Question: 3 years later a mother will be 4 times as old as her son. 3 years ago, the mother's age was two times her son's age will be 8 years hence. What are their present ages?

Solution:

Let the present ages of the mother and the son be x years and y years respectively.

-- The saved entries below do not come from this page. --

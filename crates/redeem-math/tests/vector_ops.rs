//! Integration tests for the shared vector arithmetic on dense vectors and views.

use redeem_math::math::functions::{Abs, Mult, Plus};
use redeem_math::math::{equivalent, strict_equivalence, DenseVector, Vector};
use redeem_math::VectorError;

fn dense(values: &[f64]) -> DenseVector {
    DenseVector::from_slice(values)
}

// ---------------------------------------------------------------------------
// Checked access and cardinality
// ---------------------------------------------------------------------------

#[test]
fn get_past_the_end_is_an_index_error() {
    let v = DenseVector::new(4);
    assert!(matches!(v.get(5), Err(VectorError::Index { index: 5, size: 4 })));
    assert!(matches!(v.get(4), Err(VectorError::Index { .. })));
    assert_eq!(v.get(3).unwrap(), 0.0);
}

#[test]
fn set_past_the_end_leaves_the_vector_untouched() {
    let mut v = dense(&[1.0, 2.0]);
    assert!(v.set(2, 9.0).is_err());
    assert_eq!(v.as_slice(), &[1.0, 2.0]);
}

#[test]
fn mismatched_sizes_are_cardinality_errors() {
    let a = DenseVector::new(3);
    let b = DenseVector::new(4);
    assert!(matches!(
        a.plus(&b),
        Err(VectorError::Cardinality { expected: 3, actual: 4 })
    ));
    assert!(a.minus(&b).is_err());
    assert!(a.times(&b).is_err());
    assert!(a.dot(&b).is_err());
    assert!(a.get_distance_squared(&b).is_err());
}

// ---------------------------------------------------------------------------
// Copy-on-operation arithmetic
// ---------------------------------------------------------------------------

#[test]
fn scalar_arithmetic_returns_fresh_vectors() {
    let v = dense(&[1.0, 0.0, -2.0]);
    assert_eq!(v.plus_scalar(1.0).as_slice(), &[2.0, 1.0, -1.0]);
    assert_eq!(v.times_scalar(3.0).as_slice(), &[3.0, 0.0, -6.0]);
    assert_eq!(v.divide(2.0).as_slice(), &[0.5, 0.0, -1.0]);
    assert_eq!(v.as_slice(), &[1.0, 0.0, -2.0]);
}

#[test]
fn vector_arithmetic() {
    let a = dense(&[1.0, 2.0, 0.0]);
    let b = dense(&[0.0, 3.0, 4.0]);
    assert_eq!(a.plus(&b).unwrap().as_slice(), &[1.0, 5.0, 4.0]);
    assert_eq!(a.minus(&b).unwrap().as_slice(), &[1.0, -1.0, -4.0]);
    assert_eq!(a.times(&b).unwrap().as_slice(), &[0.0, 6.0, 0.0]);
    assert_eq!(a.dot(&b).unwrap(), 6.0);
}

#[test]
fn results_keep_the_operand_name() {
    let mut a = dense(&[1.0, 2.0]);
    a.set_name(Some("a".to_string()));
    assert_eq!(a.plus_scalar(1.0).name(), Some("a"));
}

#[test]
fn z_sum_and_max() {
    let v = dense(&[-3.0, -1.0, -2.0]);
    assert_eq!(v.z_sum(), -6.0);
    assert_eq!(v.max_value(), -1.0);
    assert_eq!(v.max_value_index(), Some(1));

    let empty = DenseVector::new(0);
    assert_eq!(empty.max_value(), f64::NEG_INFINITY);
    assert_eq!(empty.max_value_index(), None);
}

#[test]
fn max_value_propagates_nan() {
    let v = dense(&[1.0, f64::NAN, 3.0]);
    assert!(v.max_value().is_nan());
    assert!(dense(&[f64::NAN, 2.0]).max_value().is_nan());
}

#[test]
fn max_value_index_prefers_the_first_maximum() {
    let v = dense(&[0.0, 4.0, 1.0, 4.0]);
    assert_eq!(v.max_value_index(), Some(1));
}

// ---------------------------------------------------------------------------
// Norms
// ---------------------------------------------------------------------------

#[test]
fn norm_special_powers() {
    let v = dense(&[0.0, 5.0, 0.0, 3.0]);
    assert_eq!(v.norm(0.0).unwrap(), 2.0);
    assert_eq!(v.norm(1.0).unwrap(), 8.0);
    assert!((v.norm(2.0).unwrap() - 34f64.sqrt()).abs() < 1e-12);
    assert_eq!(v.norm(f64::INFINITY).unwrap(), 5.0);
}

#[test]
fn norm_general_power() {
    let v = dense(&[1.0, 2.0]);
    let expected = 9f64.powf(1.0 / 3.0);
    assert!((v.norm(3.0).unwrap() - expected).abs() < 1e-12);
}

#[test]
fn negative_or_nan_power_is_rejected() {
    let v = dense(&[1.0]);
    assert!(matches!(v.norm(-1.0), Err(VectorError::InvalidArgument(_))));
    assert!(matches!(v.norm(f64::NAN), Err(VectorError::InvalidArgument(_))));
    assert!(v.normalize_power(-0.5).is_err());
}

#[test]
fn normalize_power_divides_by_the_norm() {
    let v = dense(&[1.0, 3.0]);
    let n = v.normalize_power(1.0).unwrap();
    assert_eq!(n.as_slice(), &[0.25, 0.75]);
}

#[test]
fn normalizing_the_zero_vector_does_not_panic() {
    let v = DenseVector::new(3);
    let n = v.normalize();
    assert_eq!(n.as_slice(), &[0.0, 0.0, 0.0]);
    assert_eq!(n.norm(2.0).unwrap(), 0.0);
}

// ---------------------------------------------------------------------------
// Length cache and distance
// ---------------------------------------------------------------------------

#[test]
fn length_squared_is_recomputed_after_a_write() {
    let mut v = dense(&[3.0, 4.0]);
    assert_eq!(v.get_length_squared(), 25.0);
    v.set_quick(0, 0.0);
    assert_eq!(v.get_length_squared(), 16.0);
    v.assign_value(1.0);
    assert_eq!(v.get_length_squared(), 2.0);
}

#[test]
fn dense_distance_scans_every_slot() {
    let v = dense(&[0.0, 3.0]);
    let other = dense(&[1.0, 1.0]);
    assert_eq!(v.get_distance_squared(&other).unwrap(), 5.0);
}

#[test]
fn view_distance_only_counts_its_own_non_zeros() {
    let mut parent = dense(&[0.0, 3.0]);
    let other = dense(&[1.0, 1.0]);
    let view_distance = {
        let view = parent.view_part(0, 2).unwrap();
        view.get_distance_squared(&other).unwrap()
    };
    assert_eq!(view_distance, 4.0);
    assert_eq!(parent.get_distance_squared(&other).unwrap(), 5.0);
}

// ---------------------------------------------------------------------------
// In-place assignment
// ---------------------------------------------------------------------------

#[test]
fn assign_family_mutates_and_chains() {
    let mut v = DenseVector::new(3);
    v.assign_value(2.0).assign_with_scalar(&Mult, 1.5);
    assert_eq!(v.as_slice(), &[3.0, 3.0, 3.0]);

    v.assign_slice(&[-1.0, 0.0, 2.0]).unwrap().assign_unary(&Abs);
    assert_eq!(v.as_slice(), &[1.0, 0.0, 2.0]);

    v.assign_unary(&|x: f64| x * 10.0);
    assert_eq!(v.as_slice(), &[10.0, 0.0, 20.0]);

    v.assign_from(&dense(&[4.0, 5.0, 6.0])).unwrap();
    assert_eq!(v.as_slice(), &[4.0, 5.0, 6.0]);

    v.assign_from_with(&dense(&[1.0, 1.0, 1.0]), &|a: f64, b: f64| a - b)
        .unwrap();
    assert_eq!(v.as_slice(), &[3.0, 4.0, 5.0]);
}

#[test]
fn assign_checks_cardinality() {
    let mut v = DenseVector::new(3);
    assert!(matches!(
        v.assign_slice(&[1.0]),
        Err(VectorError::Cardinality { expected: 3, actual: 1 })
    ));
    assert!(v.assign_from(&DenseVector::new(2)).is_err());
    assert!(v.assign_from_with(&DenseVector::new(2), &Plus).is_err());
}

#[test]
fn add_to_accumulates_into_the_target() {
    let a = dense(&[1.0, 0.0, 2.0]);
    let mut b = dense(&[1.0, 1.0, 1.0]);
    a.add_to(&mut b).unwrap();
    assert_eq!(b.as_slice(), &[2.0, 1.0, 3.0]);
    assert!(a.add_to(&mut DenseVector::new(2)).is_err());
}

#[test]
fn add_to_from_a_view() {
    let mut parent = dense(&[9.0, 1.0, 2.0]);
    let mut target = dense(&[1.0, 1.0]);
    {
        let view = parent.view_part(1, 2).unwrap();
        view.add_to(&mut target).unwrap();
        assert!(view.add_to(&mut DenseVector::new(3)).is_err());
    }
    assert_eq!(target.as_slice(), &[2.0, 3.0]);
}

// ---------------------------------------------------------------------------
// Iteration, elements and views
// ---------------------------------------------------------------------------

#[test]
fn non_zero_iteration_after_assign() {
    let mut v = DenseVector::new(4);
    v.assign_slice(&[1.0, 0.0, 3.0, 0.0]).unwrap();
    let seen: Vec<(usize, f64)> = v.iterate_non_zero().map(|e| (e.index(), e.get())).collect();
    assert_eq!(seen, vec![(0, 1.0), (2, 3.0)]);
    assert_eq!(v.iterate_all().count(), 4);
}

#[test]
fn iteration_is_restartable() {
    let v = dense(&[1.0, 0.0, 2.0]);
    assert_eq!(v.iterate_non_zero().count(), 2);
    assert_eq!(v.iterate_non_zero().count(), 2);
}

#[test]
fn element_handle_writes_through() {
    let mut v = dense(&[1.0, 2.0]);
    {
        let mut element = v.get_element(1).unwrap();
        assert_eq!(element.index(), 1);
        assert_eq!(element.get(), 2.0);
        element.set(7.0);
    }
    assert_eq!(v[1], 7.0);
    assert!(v.get_element(2).is_err());
}

#[test]
fn view_writes_land_in_the_parent() {
    let mut parent = dense(&[0.0, 1.0, 2.0, 3.0, 4.0]);
    {
        let mut view = parent.view_part(2, 3).unwrap();
        assert_eq!(view.size(), 3);
        assert_eq!(view.get(0).unwrap(), 2.0);
        view.set(1, 30.0).unwrap();
        assert!(view.get(3).is_err());
    }
    assert_eq!(parent.get(3).unwrap(), 30.0);
}

#[test]
fn view_part_bounds() {
    let mut v = DenseVector::new(4);
    assert!(matches!(v.view_part(0, 5), Err(VectorError::Cardinality { .. })));
    assert!(matches!(v.view_part(3, 2), Err(VectorError::Index { .. })));
}

#[test]
fn views_of_views_shift_twice() {
    let mut parent = dense(&[0.0, 1.0, 2.0, 3.0, 4.0, 5.0]);
    {
        let mut outer = parent.view_part(1, 4).unwrap();
        let mut inner = outer.view_part(1, 2).unwrap();
        assert_eq!(inner.get(0).unwrap(), 2.0);
        inner.set(1, -3.0).unwrap();
    }
    assert_eq!(parent.as_slice(), &[0.0, 1.0, 2.0, -3.0, 4.0, 5.0]);
}

#[test]
fn view_arithmetic_returns_dense_results() {
    let mut parent = dense(&[1.0, 2.0, 3.0]);
    let view = parent.view_part(1, 2).unwrap();
    let doubled = view.times_scalar(2.0);
    assert_eq!(doubled.as_slice(), &[4.0, 6.0]);
    assert_eq!(view.plus(&dense(&[1.0, 1.0])).unwrap().as_slice(), &[3.0, 4.0]);
    assert_eq!(DenseVector::from_vector(&view).as_slice(), &[2.0, 3.0]);
}

// ---------------------------------------------------------------------------
// Outer product
// ---------------------------------------------------------------------------

#[test]
fn cross_builds_the_outer_product() {
    let a = dense(&[1.0, 2.0]);
    let b = dense(&[3.0, 0.0, 4.0]);
    let m = a.cross(&b);
    assert_eq!(m.shape(), (2, 3));
    assert_eq!(m.row_slice(0), &[3.0, 0.0, 4.0]);
    assert_eq!(m.row_slice(1), &[6.0, 0.0, 8.0]);
}

// ---------------------------------------------------------------------------
// Equivalence
// ---------------------------------------------------------------------------

#[test]
fn clone_is_deep_and_equal() {
    let original = dense(&[1.0, 2.0, 3.0]);
    let mut copy = original.clone_vector();
    assert_eq!(copy, original);
    copy.set_quick(0, 10.0);
    assert_eq!(original.get(0).unwrap(), 1.0);
    assert_ne!(copy, original);
}

#[test]
fn dense_against_view_compares_values_only() {
    let a = dense(&[1.0, 2.0]);
    let mut b = a.clone();
    let mut view = b.view_part(0, 2).unwrap();
    view.set_name(Some("window".to_string()));
    assert!(a == view);
    assert!(view == a);
    assert!(equivalent(&a, &view));
    assert!(!strict_equivalence(&a, &view));
}

#[test]
fn strict_equivalence_between_dense_vectors() {
    let a = dense(&[1.0, 2.0]);
    let b = dense(&[1.0, 2.0]);
    assert!(strict_equivalence(&a, &b));
    assert!(!strict_equivalence(&a, &dense(&[1.0, 2.5])));
    assert!(!equivalent(&a, &dense(&[1.0, 2.0, 0.0])));
}

#[test]
fn equal_vectors_hash_alike() {
    let a = dense(&[0.0, 1.5, -2.0]);
    let b = a.clone();
    assert_eq!(a.hash_code(), b.hash_code());
}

According to the question,

Condition I,
3 years later a mother will be 4 times as old as her son.
$or, (x +3) = 4(y +3)$
$or, x +3 = 4y +12$
$or, x = 4y +12-3$
$or, x = 4y +9 - (i)

Condition II,
3 years ago, the mother's age was two times her son's age will be 8 years hence.
$or, (x -3) = 2(y +8)$
$or, x -3 = 2y +16$
$or, x = 2y +19$ - (ii)

Put value of x from equation (i) in equation (ii), we get,
$or, 4y +9 = 2y +19$
$or, 4y -2y = 19-9$
$or, 2y = 10$
$or, 2×y = 2×5$
$\therefore y = 5$

Put value of y in equation (i), we get,
$or, x = 4×5 +9$
$or, x = 20+9$
$\therefore x = 29$

So, (x,y) = (29,5)

Therefore, the required present ages of the mother is 29 years and that of the son is 5 years.